また、その周辺には、その万葉の時代をさらに遡ること、古墳、弥生、縄文そして旧石器といった時代の遺物や遺跡が残っている。それは、貝塚、竪穴住居の発掘であったり、旧石器や弥生時代の石器、古墳時代前の銅鐸などと様々である。現在、それらの発掘作業の記録と遺物は、そこに建てられた見晴台考古資料館の中に、展示されている。以前にも、観たことがあったが、それをまた、観たいと赴いたが、あいにくこのコロナクライシスのため、休館となっていた。
しかし、その辺りの丘陵地の雑木林には、住居の跡と思しき濠の跡を見ることができる。
その様な遺跡が物語る様に、その昔、この地は、古代の人々が暮らすのに適した地として、また、桜の咲く田畑が連なる美しい地として、古代人に愛された地であったことが想像される。
そして、私は、さくらが、なぜ古代から、日本人に愛されてきたかを知る機会を持つことができた。それは、ある本によれば、サクラはサとクラからなる古代語であり、サは穀物の精霊を指す古代語であり、クラはその精霊が依りつき鎮まるところを意味する、従って、サクラは田の神さまの降臨を表す意であると。そして、その頃のサクラは、日本各地の野山に自生し、春を告げた山桜で、古人は作物は神さまからの授かり物とみなし、山々を彩るこの花に豊作を祈り、また、花の咲き具合で、一年の稲の実りを占ったとのことです。
そして、その様な意味を持つ桜と田であったからこそ、万葉の時代に歌に詠まれたことに始まり、今もなお、この地の地名として、例えば、桜、桜台、桜本、元桜田と言った地名として、刻印されてきた。
そのため、現在、この地にも、あちこちに桜が植えられ、道路には、桜並木の歩道を見ることができる。
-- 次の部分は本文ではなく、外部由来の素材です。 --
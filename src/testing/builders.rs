//! Deterministic test data generators.

/// Generate the inclusive range `start..=end` as a vector.
///
/// # Example
///
/// ```
/// use toolz::testing::sequential_data;
///
/// assert_eq!(sequential_data(1, 5), vec![1, 2, 3, 4, 5]);
/// ```
#[must_use]
pub fn sequential_data(start: i32, end: i32) -> Vec<i32> {
    (start..=end).collect()
}

/// Generate reproducible "random" values in `[min, max)` with a simple LCG.
///
/// The same `seed` always produces the same sequence, so property-style tests
/// can sweep several seeds and still fail deterministically.
///
/// # Panics
///
/// Panics if `max <= min`.
///
/// # Example
///
/// ```
/// use toolz::testing::pseudo_random_data;
///
/// let data = pseudo_random_data(10, 0, 100, 7);
/// assert_eq!(data.len(), 10);
/// assert!(data.iter().all(|&v| (0..100).contains(&v)));
/// assert_eq!(data, pseudo_random_data(10, 0, 100, 7));
/// ```
#[must_use]
pub fn pseudo_random_data(count: usize, min: i32, max: i32, seed: u32) -> Vec<i32> {
    assert!(max > min, "pseudo_random_data: empty range [{min}, {max})");
    let range = max.abs_diff(min);
    let mut state = seed;
    let mut data = Vec::with_capacity(count);
    for _ in 0..count {
        state = state.wrapping_mul(1_103_515_245).wrapping_add(12_345);
        let offset = (state / 65536) % range;
        data.push(min.wrapping_add_unsigned(offset));
    }
    data
}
そして、今まさに、あの子供達の桜の蕾が開こうとしていた。
しかし、その一方、子供たちの凧にのせたその願いとは裏腹に、今広がりつつあったコロナパンデミックの風は、すでには世界に広がりつつあったが、そして、ついには、日本各地へも広がっていった。
WHOが遅ればせながら、3月11日にパンデミックを宣言したときには、すでにコロナの風は、世界中(110カ国)に吹き荒れていた。
そんな世の中の状況ではあったが、自然の営みは、何事もないかの様に、訪れつつあった。
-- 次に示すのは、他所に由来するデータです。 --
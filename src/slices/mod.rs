//! Operations over ordered sequences.
//!
//! Every function borrows its input slice and returns freshly allocated
//! output; only [`reverse`] mutates. Operations that take a closure come in
//! two flavours where it makes sense: a default one driven by a constraint
//! (`PartialEq`, [`Ordered`](crate::Ordered), ...) and a `_func` variant that
//! takes the comparison as a closure.
//!
//! ### Overview
//! - **search** - [`contains`], [`count`], [`find`], [`index`], [`equal`] (+ `_func`)
//! - **compare** - [`min`], [`max`], [`arg_min`], [`arg_max`] (+ `_func`), [`between`], [`clamp`]
//! - **aggregate** - [`accumulate`], [`reduce`], [`sum`], [`product`], [`average`],
//!   [`all`], [`any`], [`all_func`], [`any_func`], [`for_each`]
//! - **transform** - [`map`], [`flat_map`], [`filter`], [`partition`], [`chunk`],
//!   [`concat`], [`reverse`]
//! - **group** - [`group_by`], [`pivot`], [`counter`]
//! - **sets** - [`difference`], [`new_set`], [`distinct`]
//! - **pairs** - [`zip`], [`unzip`], [`join`], [`from_pairs`]
//!
//! ### Example
//! ```
//! use toolz::*;
//!
//! let orders = [12, 7, 30, 7, 55];
//! let big = filter(&orders, |x: &i32| *x > 10);
//! assert_eq!(sum(&big), 97);
//! assert_eq!(arg_max(&orders).unwrap(), 4);
//! assert_eq!(counter(&orders)[&7], 2);
//! ```

mod aggregate;
mod compare;
mod group;
mod pairs;
mod search;
mod sets;
mod transform;

pub use aggregate::{accumulate, all, all_func, any, any_func, average, for_each, product, reduce, sum};
pub use compare::{
    arg_max, arg_max_func, arg_min, arg_min_func, between, clamp, max, max_func, min, min_func,
};
pub use group::{counter, group_by, pivot};
pub use pairs::{from_pairs, join, unzip, zip};
pub use search::{contains, contains_func, count, count_func, equal, equal_func, find, index, index_func};
pub use sets::{difference, distinct, new_set};
pub use transform::{chunk, concat, filter, flat_map, map, partition, reverse};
この日本では、毎年やってくる、桜前線と呼ばれている桜の開花の波が、名古屋にもやってきていた。私が、それを七年ぶりに見ることができたのは、奇しくも、このコロナウィルスによるパンデミックのため、日本に足止めをされたお陰でもあった。
この桜の開花の波を、この桜田勝景の地、そして、また、その地に1300年ほど前に創建された笠寺の古寺でも見ることになった。
また、三月の初め、外出自粛の折ではあったが、メガネの修理のため、名古屋一番の繁華街栄へ行った時にも、それを見ることができた。
しかし、今年は、街中の歩道を歩く人々は、以前とは違い、まばらであり、とりわけ、ほとんどの人はマスクをしており、普通なら心弾む春先ではあるが、彼らの表情はいつになく、沈んでいた。
そんな人間社会の雰囲気とは裏腹に、街路樹として植えられている早咲きの桜が、すでにかわいい花をつけ、私たち人間に、命の息吹を囁きかけてきていた。
そして、その後、その桜の息吹の波は、着実に広がり、大きくなっていった。
しかし、その時、町中で目にした、ゴミをついばむカラスの姿に、私は不吉な予感を感じていた。